At the time I was working an office job full time but I knew that I wanted to do something away from offices and computers and the 9 to 5 grind. I just didn't know what that was.
It probably took me a year - and a few self-help books - to realise that the best thing was to look at what I already loved. What were the things in my day-to-day live that gave me the most pleasure doing, and which of those had the potential to become a new career?
This line of thought brought me to baking. Baking was something I had always enjoyed, since a very young age. And ever since learning to make bread in 2014, when I attended an Introduction class with a Bread Angel, bread had taken over all other forms of baking for me.
With this in mind, I went to my local artisan bakery and asked the owner if I could come and do a shift with him. I wanted to get an idea of what working in a bakery felt like, and if that would potentially be something I would like to do every day.
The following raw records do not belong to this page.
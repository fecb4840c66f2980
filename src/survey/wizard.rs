//! The synchronous survey state machine.
//!
//! Every user action is a method that either mutates the form and returns
//! `Ok`, or returns a [`WizardError`] and leaves the form untouched. Actions
//! that move between steps return a [`PendingTransition`]; the step only
//! changes when the caller hands it back to [`Wizard::complete_transition`].
//! While a transition is pending every other step change is rejected.

use tracing::debug;

use crate::auth::Identity;
use crate::error::WizardError;

use super::model::{
    AddOnTier, LivingSituation, Location, MealFrequency, SurveyResponse, UserType,
};
use super::pricing;
use super::state::{SurveyStep, WizardState};

/// A step change that has started but not been applied yet.
#[derive(Debug, Clone, Copy, PartialEq, Eq)]
pub struct PendingTransition {
    pub from: SurveyStep,
    pub to: SurveyStep,
}

/// Form state plus navigation state for one survey.
#[derive(Debug, Clone, Default)]
pub struct Wizard {
    state: WizardState,
    response: SurveyResponse,
    identity: Option<Identity>,
}

impl Wizard {
    pub fn new() -> Self {
        Self::default()
    }

    pub fn state(&self) -> &WizardState {
        &self.state
    }

    pub fn response(&self) -> &SurveyResponse {
        &self.response
    }

    pub fn identity(&self) -> Option<&Identity> {
        self.identity.as_ref()
    }

    pub fn current_step(&self) -> SurveyStep {
        self.state.current_step
    }

    pub fn is_signed_in(&self) -> bool {
        self.identity.is_some()
    }

    // ── Identity ────────────────────────────────────────────────────

    /// Record the identity reported by the provider. A signed-in identity
    /// prefills `name` and `email`; signing out keeps what was filled.
    pub fn apply_identity(&mut self, identity: Option<Identity>) {
        if let Some(ref id) = identity {
            if !self.state.is_submitted {
                self.response.name = id.display_name.clone().unwrap_or_default();
                self.response.email = id.email.clone().unwrap_or_default();
            }
        }
        self.identity = identity;
    }

    /// Sign-in finished on the welcome step: store the identity and start
    /// moving to the first question.
    pub fn sign_in_succeeded(
        &mut self,
        identity: Identity,
    ) -> Result<PendingTransition, WizardError> {
        self.require_step(SurveyStep::Welcome)?;
        self.ensure_not_transitioning()?;
        self.apply_identity(Some(identity));
        self.begin_transition(SurveyStep::UserType)
    }

    // ── Navigation ──────────────────────────────────────────────────

    /// Whether the "continue" action is enabled on the current step.
    pub fn can_continue(&self) -> bool {
        self.continue_guard().is_ok()
    }

    /// Whether the "back" action is enabled on the current step.
    pub fn can_go_back(&self) -> bool {
        !self.state.is_transitioning
            && !self.state.is_submitting
            && self.state.current_step.previous().is_some()
    }

    /// Whether the submit action is enabled.
    pub fn can_submit(&self) -> bool {
        self.state.current_step == SurveyStep::Contact
            && !self.state.is_submitting
            && self.response.has_contact()
    }

    /// Continue from a step that has an explicit continue action
    /// (welcome, meal plan, budget).
    pub fn continue_next(&mut self) -> Result<PendingTransition, WizardError> {
        self.continue_guard()?;
        let step = self.state.current_step;
        let next = step.next().ok_or(WizardError::AlreadySubmitted)?;
        self.begin_transition(next)
    }

    pub fn go_back(&mut self) -> Result<PendingTransition, WizardError> {
        self.ensure_editable()?;
        self.ensure_not_transitioning()?;
        let step = self.state.current_step;
        let previous = step
            .previous()
            .ok_or(WizardError::NoPreviousStep { step })?;
        self.begin_transition(previous)
    }

    /// Apply a transition started earlier. Returns the step now current.
    ///
    /// A transition whose origin no longer matches the current step is
    /// stale and is dropped.
    pub fn complete_transition(&mut self, pending: PendingTransition) -> SurveyStep {
        if self.state.is_transitioning && self.state.current_step == pending.from {
            self.state.current_step = pending.to;
        } else {
            debug!(from = %pending.from, to = %pending.to, "Dropping stale transition");
        }
        self.state.is_transitioning = false;
        self.state.current_step
    }

    fn continue_guard(&self) -> Result<(), WizardError> {
        self.ensure_editable()?;
        self.ensure_not_transitioning()?;
        let step = self.state.current_step;
        match step {
            SurveyStep::Welcome if !self.is_signed_in() => Err(WizardError::NotSignedIn),
            SurveyStep::Welcome | SurveyStep::Budget => Ok(()),
            SurveyStep::MealPlan if self.response.meal_frequency.is_none() => {
                Err(WizardError::Blocked {
                    step,
                    reason: "choose how many meals a day".to_string(),
                })
            }
            SurveyStep::MealPlan => Ok(()),
            _ => Err(WizardError::WrongStep { step }),
        }
    }

    fn begin_transition(&mut self, to: SurveyStep) -> Result<PendingTransition, WizardError> {
        self.ensure_not_transitioning()?;
        let from = self.state.current_step;
        if !from.can_transition_to(to) {
            return Err(WizardError::WrongStep { step: from });
        }
        self.state.is_transitioning = true;
        Ok(PendingTransition { from, to })
    }

    // ── Selections (steps 1-3 advance on pick) ──────────────────────

    pub fn select_user_type(
        &mut self,
        user_type: UserType,
    ) -> Result<PendingTransition, WizardError> {
        self.guard_selection(SurveyStep::UserType)?;
        self.response.user_type = Some(user_type);
        self.begin_transition(SurveyStep::LivingSituation)
    }

    pub fn select_living_situation(
        &mut self,
        living: LivingSituation,
    ) -> Result<PendingTransition, WizardError> {
        self.guard_selection(SurveyStep::LivingSituation)?;
        self.response.living_situation = Some(living);
        self.begin_transition(SurveyStep::Location)
    }

    pub fn select_location(
        &mut self,
        location: Location,
    ) -> Result<PendingTransition, WizardError> {
        self.guard_selection(SurveyStep::Location)?;
        if !location.is_selectable() {
            return Err(WizardError::OptionUnavailable {
                option: location.to_string(),
            });
        }
        self.response.location = Some(location);
        self.begin_transition(SurveyStep::MealPlan)
    }

    fn guard_selection(&self, step: SurveyStep) -> Result<(), WizardError> {
        self.ensure_editable()?;
        self.require_step(step)?;
        self.ensure_not_transitioning()
    }

    // ── Meal plan (step 4) ──────────────────────────────────────────

    pub fn set_meal_frequency(&mut self, frequency: MealFrequency) -> Result<(), WizardError> {
        self.guard_field(SurveyStep::MealPlan)?;
        self.response.meal_frequency = Some(frequency);
        Ok(())
    }

    /// Flip the premium package. Turning it on drops the protein boost;
    /// turning it off does not bring the boost back.
    pub fn toggle_premium(&mut self) -> Result<AddOnTier, WizardError> {
        self.guard_field(SurveyStep::MealPlan)?;
        self.response.add_on = match self.response.add_on {
            AddOnTier::Premium => AddOnTier::None,
            AddOnTier::None | AddOnTier::Protein => AddOnTier::Premium,
        };
        self.response.restore_budget_floor();
        Ok(self.response.add_on)
    }

    /// Whether the protein boost control is enabled. Mirrors the guards
    /// of [`Wizard::toggle_protein`].
    pub fn can_toggle_protein(&self) -> bool {
        self.guard_field(SurveyStep::MealPlan).is_ok() && !self.response.add_on.is_gym_bro()
    }

    pub fn toggle_protein(&mut self) -> Result<AddOnTier, WizardError> {
        self.guard_field(SurveyStep::MealPlan)?;
        self.response.add_on = match self.response.add_on {
            AddOnTier::Premium => return Err(WizardError::ProteinLocked),
            AddOnTier::Protein => AddOnTier::None,
            AddOnTier::None => AddOnTier::Protein,
        };
        self.response.restore_budget_floor();
        Ok(self.response.add_on)
    }

    pub fn toggle_extra_serving(&mut self) -> Result<bool, WizardError> {
        self.guard_field(SurveyStep::MealPlan)?;
        self.response.needs_extra_serving = !self.response.needs_extra_serving;
        self.response.restore_budget_floor();
        Ok(self.response.needs_extra_serving)
    }

    // ── Budget (step 5) ─────────────────────────────────────────────

    /// Set the budget from the slider. Returns the stored value, which is
    /// snapped to the slider step and kept within range.
    pub fn set_budget(&mut self, requested: u32) -> Result<u32, WizardError> {
        self.guard_field(SurveyStep::Budget)?;
        self.response.budget_per_meal = pricing::snap_budget(requested, self.response.min_price());
        Ok(self.response.budget_per_meal)
    }

    // ── Contact (step 6) ────────────────────────────────────────────

    pub fn set_contact(&mut self, contact: &str) -> Result<(), WizardError> {
        self.guard_field(SurveyStep::Contact)?;
        self.response.contact = contact.to_string();
        Ok(())
    }

    pub fn toggle_trial(&mut self) -> Result<bool, WizardError> {
        self.guard_field(SurveyStep::Contact)?;
        self.response.wants_trial = !self.response.wants_trial;
        Ok(self.response.wants_trial)
    }

    fn guard_field(&self, step: SurveyStep) -> Result<(), WizardError> {
        self.ensure_editable()?;
        self.require_step(step)
    }

    // ── Submission ──────────────────────────────────────────────────

    /// Lock the form for submission and hand back what should be saved.
    pub fn begin_submission(&mut self) -> Result<(SurveyResponse, Identity), WizardError> {
        self.ensure_editable()?;
        self.require_step(SurveyStep::Contact)?;
        self.ensure_not_transitioning()?;
        if !self.response.has_contact() {
            return Err(WizardError::ContactRequired);
        }
        let identity = self.identity.clone().ok_or(WizardError::NotSignedIn)?;
        self.state.is_submitting = true;
        Ok((self.response.clone(), identity))
    }

    /// Record the outcome of a submission. Success is terminal; failure
    /// leaves the wizard on the contact step ready for a retry.
    pub fn finish_submission(&mut self, saved: bool) {
        self.state.is_submitting = false;
        if saved {
            self.state.is_submitted = true;
            self.state.current_step = SurveyStep::Submitted;
        }
    }

    // ── Guards ──────────────────────────────────────────────────────

    fn ensure_editable(&self) -> Result<(), WizardError> {
        if self.state.is_submitted {
            return Err(WizardError::AlreadySubmitted);
        }
        if self.state.is_submitting {
            return Err(WizardError::SubmissionInFlight);
        }
        Ok(())
    }

    fn ensure_not_transitioning(&self) -> Result<(), WizardError> {
        if self.state.is_transitioning {
            return Err(WizardError::TransitionInFlight);
        }
        Ok(())
    }

    fn require_step(&self, step: SurveyStep) -> Result<(), WizardError> {
        if self.state.is_submitted {
            return Err(WizardError::AlreadySubmitted);
        }
        if self.state.current_step != step {
            return Err(WizardError::WrongStep {
                step: self.state.current_step,
            });
        }
        Ok(())
    }
}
He very kindly said yes... I absolutely loved every single minute of that shift!
This experience cemented in my mind that I had to do everything I could to learn how to be a professional baker.
I started like most of us microbakery owners do - baking for friends and neighbours, starting by charging just a nominal amount, and then very organically and without much planning found my self running a little business...

I didn't set out with any intention to run a business, to be very honest the whole idea would have seem terrifying at the time, but what I did want was to bake as much as I could - for which finding people to eat all the bread was a fundamental requisite.
Fast-forward six years, several shifts in brick-and-mortar bakeries, a job as head-baker, and several awards for my bread, and I now work full-time as a microbaker.
It is very much a labour of love, long hours and a lot of work, but worth every second.
Over to you - why do you want to run a microbakery?